## WHAT IS REQUIRED
In the entries below, how many lines contain "BTreeSet"? Answer with the number and nothing else.

## DATA EXTRACTS

//! Core types for tag reconciliation

use crate::error::Error;
use serde::{Deserialize, Serialize};
use std::collections::{BTreeMap, BTreeSet};
use std::fmt;
use std::str::FromStr;

/// Hub-assigned tag identifier
pub type TagId = u64;

/// Hub-assigned permission identifier
pub type PermissionId = u64;

/// Declared target state of a resource
#[derive(Debug, Clone, Copy, PartialEq, Eq, Default, Serialize, Deserialize)]
#[serde(rename_all = "lowercase")]
pub enum TargetState {
    /// Resource must exist with the declared attributes
    #[default]
    Present,
    /// Resource must not exist
    Absent,
}

impl FromStr for TargetState {
    type Err = Error;

    fn from_str(s: &str) -> Result<Self, Self::Err> {
        match s {
            "present" => Ok(Self::Present),
            "absent" => Ok(Self::Absent),
            other => Err(Error::InvalidTargetState(other.to_string())),
        }
    }
}

impl fmt::Display for TargetState {
    fn fmt(&self, f: &mut fmt::Formatter<'_>) -> fmt::Result {
        match self {
            Self::Present => write!(f, "present"),
            Self::Absent => write!(f, "absent"),
        }
    }
}

/// A declared collection that may be left unmanaged.
///
/// `Unset` and `Empty` are kept apart on purpose: external repos treat an
/// empty list as "bind nothing", while packages treat an empty mapping as
/// "leave the package list alone". Each synchronizer decides which states
/// it manages.
#[derive(Debug, Clone, PartialEq, Eq, Default)]
pub enum Declared<T> {
    /// Nothing was declared
    #[default]
    Unset,
    /// An empty collection was declared
    Empty,
    /// A non-empty collection was declared
    NonEmpty(T),
}

impl<T> Declared<Vec<T>> {
    /// Classify an optional list.
    pub fn from_list(list: Option<Vec<T>>) -> Self {
        match list {
            None => Self::Unset,
            Some(items) if items.is_empty() => Self::Empty,
            Some(items) => Self::NonEmpty(items),
        }
    }

    /// Declared entries, or `None` when unset. `Empty` yields an empty slice.
    pub fn entries(&self) -> Option<&[T]> {
        match self {
            Self::Unset => None,
            Self::Empty => Some(&[]),
            Self::NonEmpty(items) => Some(items),
        }
    }
}

impl<K, V> From<BTreeMap<K, V>> for Declared<BTreeMap<K, V>> {
    fn from(map: BTreeMap<K, V>) -> Self {
        if map.is_empty() {
            Self::Empty
        } else {
            Self::NonEmpty(map)
        }
    }
}

impl<T> Declared<T> {
    /// The collection, only when it has entries
    pub fn non_empty(&self) -> Option<&T> {
        match self {
            Self::NonEmpty(items) => Some(items),
            _ => None,
        }
    }
}

/// Scalar value stored in a tag's `extra` bag
#[derive(Debug, Clone, PartialEq, Serialize, Deserialize)]
#[serde(untagged)]
pub enum ExtraValue {
    Bool(bool),
    Int(i64),
    Float(f64),
    Str(String),
}

impl fmt::Display for ExtraValue {
    fn fmt(&self, f: &mut fmt::Formatter<'_>) -> fmt::Result {
        match self {
            Self::Bool(v) => write!(f, "{v}"),
            Self::Int(v) => write!(f, "{v}"),
            Self::Float(v) => write!(f, "{v}"),
            Self::Str(v) => write!(f, "{v:?}"),
        }
    }
}

impl From<&str> for ExtraValue {
    fn from(value: &str) -> Self {
        Self::Str(value.to_string())
    }
}

impl From<i64> for ExtraValue {
    fn from(value: i64) -> Self {
        Self::Int(value)
    }
}

impl From<bool> for ExtraValue {
    fn from(value: bool) -> Self {
        Self::Bool(value)
    }
}

/// Open-ended `extra` attribute bag, ordered by key
pub type Extra = BTreeMap<String, ExtraValue>;

/// Scalar and collection attributes of a tag
#[derive(Debug, Clone, PartialEq, Default, Serialize, Deserialize)]
#[serde(default)]
pub struct TagAttributes {
    /// Space-delimited architecture list
    pub arches: Option<String>,
    /// Permission label required to modify the tag
    pub perm: Option<String>,
    pub locked: bool,
    pub maven_support: bool,
    pub maven_include_all: bool,
    pub extra: Extra,
}

/// A declared parent relationship
#[derive(Debug, Clone, PartialEq, Eq, Serialize, Deserialize)]
pub struct InheritanceLink {
    pub parent: String,
    pub priority: i32,
}

impl fmt::Display for InheritanceLink {
    fn fmt(&self, f: &mut fmt::Formatter<'_>) -> fmt::Result {
        write!(f, "{} (priority {})", self.parent, self.priority)
    }
}

/// Full inheritance record as the hub stores it.
///
/// Only the parent and priority are declared; the remaining fields are
/// fixed. Diffing compares whole records.
#[derive(Debug, Clone, PartialEq, Eq, Serialize, Deserialize)]
pub struct InheritanceRule {
    pub child_id: TagId,
    pub parent_id: TagId,
    pub name: String,
    pub priority: i32,
    pub intransitive: bool,
    pub maxdepth: Option<u32>,
    pub noconfig: bool,
    pub pkg_filter: String,
}

impl InheritanceRule {
    /// Build a rule with the fixed non-declared fields.
    pub fn new(child_id: TagId, parent_id: TagId, name: &str, priority: i32) -> Self {
        Self {
            child_id,
            parent_id,
            name: name.to_string(),
            priority,
            intransitive: false,
            maxdepth: None,
            noconfig: false,
            pkg_filter: String::new(),
        }
    }
}

/// An external repository bound to a tag
#[derive(Debug, Clone, PartialEq, Eq, Serialize, Deserialize)]
pub struct ExternalRepoBinding {
    pub repo: String,
    /// Lower value means higher precedence
    pub priority: i32,
}

impl ExternalRepoBinding {
    pub fn new(repo: &str, priority: i32) -> Self {
        Self {
            repo: repo.to_string(),
            priority,
        }
    }
}

/// A package on a tag's package list
#[derive(Debug, Clone, PartialEq, Eq, Serialize, Deserialize)]
pub struct PackageEntry {
    pub package: String,
    pub owner: String,
}

/// An entry of the hub's permission catalog
#[derive(Debug, Clone, PartialEq, Eq, Serialize, Deserialize)]
pub struct Permission {
    pub id: PermissionId,
    pub name: String,
}

/// Tag as currently stored on the hub
#[derive(Debug, Clone, PartialEq, Serialize, Deserialize)]
pub struct RemoteTag {
    pub id: TagId,
    pub name: String,
    #[serde(flatten)]
    pub attributes: TagAttributes,
}

/// Payload for creating a tag
#[derive(Debug, Clone, PartialEq, Default)]
pub struct TagCreate {
    pub arches: Option<String>,
    pub perm: Option<PermissionId>,
    pub locked: bool,
    pub maven_support: bool,
    pub maven_include_all: bool,
    pub extra: Extra,
}

/// Partial update of a tag. `None` fields are left untouched.
#[derive(Debug, Clone, PartialEq, Default)]
pub struct TagEdits {
    pub arches: Option<Option<String>>,
    pub perm: Option<Option<PermissionId>>,
    pub locked: Option<bool>,
    pub maven_support: Option<bool>,
    pub maven_include_all: Option<bool>,
    pub extra: Option<Extra>,
    /// Extra keys to delete; omitting a key from `extra` does not remove it
    pub remove_extra: Vec<String>,
}

impl TagEdits {
    /// Check if the edit would change nothing
    pub fn is_empty(&self) -> bool {
        self.arches.is_none()
            && self.perm.is_none()
            && self.locked.is_none()
            && self.maven_support.is_none()
            && self.maven_include_all.is_none()
            && self.extra.is_none()
            && self.remove_extra.is_empty()
    }
}

/// Outcome of a content-generator access grant
#[derive(Debug, Clone, Copy, PartialEq, Eq)]
pub enum GrantOutcome {
    /// Access was granted by this call
    Granted,
    /// The user already had access
    AlreadyGranted,
}

/// Owner name mapped to the packages it owns
pub type PackageOwners = BTreeMap<String, BTreeSet<String>>;

/// Desired state of one tag, built fresh for each reconciliation
#[derive(Debug, Clone, PartialEq, Default)]
pub struct DesiredTag {
    pub name: String,
    pub state: TargetState,
    pub attributes: TagAttributes,
    pub inheritance: Vec<InheritanceLink>,
    pub external_repos: Declared<Vec<ExternalRepoBinding>>,
    pub packages: Declared<PackageOwners>,
}

impl DesiredTag {
    pub fn new(name: &str) -> Self {
        Self {
            name: name.to_string(),
            ..Default::default()
        }
    }

    pub fn absent(name: &str) -> Self {
        Self {
            state: TargetState::Absent,
            ..Self::new(name)
        }
    }

    pub fn with_attributes(mut self, attributes: TagAttributes) -> Self {
        self.attributes = attributes;
        self
    }

    pub fn with_parent(mut self, parent: &str, priority: i32) -> Self {
        self.inheritance.push(InheritanceLink {
            parent: parent.to_string(),
            priority,
        });
        self
    }

    pub fn with_external_repos(mut self, repos: Option<Vec<ExternalRepoBinding>>) -> Self {
        self.external_repos = Declared::from_list(repos);
        self
    }

    pub fn with_packages(mut self, packages: PackageOwners) -> Self {
        self.packages = Declared::from(packages);
        self
    }
}

/// Desired content-generator access for a user
#[derive(Debug, Clone, PartialEq, Eq)]
pub struct AccessGrant {
    /// Content generator name
    pub generator: String,
    pub user: String,
    pub state: TargetState,
}

#[cfg(test)]
mod tests {
    use super::*;

    #[test]
    fn test_target_state_parse() {
        assert_eq!("present".parse::<TargetState>().unwrap(), TargetState::Present);
        assert_eq!("absent".parse::<TargetState>().unwrap(), TargetState::Absent);
        let err = "deleted".parse::<TargetState>().unwrap_err();
        assert!(matches!(err, Error::InvalidTargetState(s) if s == "deleted"));
    }

    #[test]
    fn test_declared_list_sentinels() {
        assert_eq!(Declared::<Vec<i32>>::from_list(None), Declared::Unset);
        assert_eq!(Declared::<Vec<i32>>::from_list(Some(vec![])), Declared::Empty);
        assert_eq!(
            Declared::from_list(Some(vec![1])),
            Declared::NonEmpty(vec![1])
        );

        assert!(Declared::<Vec<i32>>::Unset.entries().is_none());
        assert_eq!(Declared::<Vec<i32>>::Empty.entries(), Some(&[][..]));
    }

    #[test]
    fn test_declared_map_never_unset() {
        let empty: Declared<PackageOwners> = Declared::from(PackageOwners::new());
        assert_eq!(empty, Declared::Empty);
        assert!(empty.non_empty().is_none());
    }

    #[test]
    fn test_extra_value_from_toml_like_json() {
        let extra: Extra =
            serde_json::from_str(r#"{"a": 1, "b": "x", "c": true, "d": 1.5}"#).unwrap();
        assert_eq!(extra["a"], ExtraValue::Int(1));
        assert_eq!(extra["b"], ExtraValue::Str("x".into()));
        assert_eq!(extra["c"], ExtraValue::Bool(true));
        assert_eq!(extra["d"], ExtraValue::Float(1.5));
    }

    #[test]
    fn test_inheritance_rule_constants() {
        let rule = InheritanceRule::new(7, 3, "f40", 10);
        assert!(!rule.intransitive);
        assert!(!rule.noconfig);
        assert_eq!(rule.maxdepth, None);
        assert_eq!(rule.pkg_filter, "");
    }

    #[test]
    fn test_tag_edits_is_empty() {
        assert!(TagEdits::default().is_empty());
        let edits = TagEdits {
            remove_extra: vec!["b".into()],
            ..Default::default()
        };
        assert!(!edits.is_empty());
    }
}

## TASK OUTPUT
2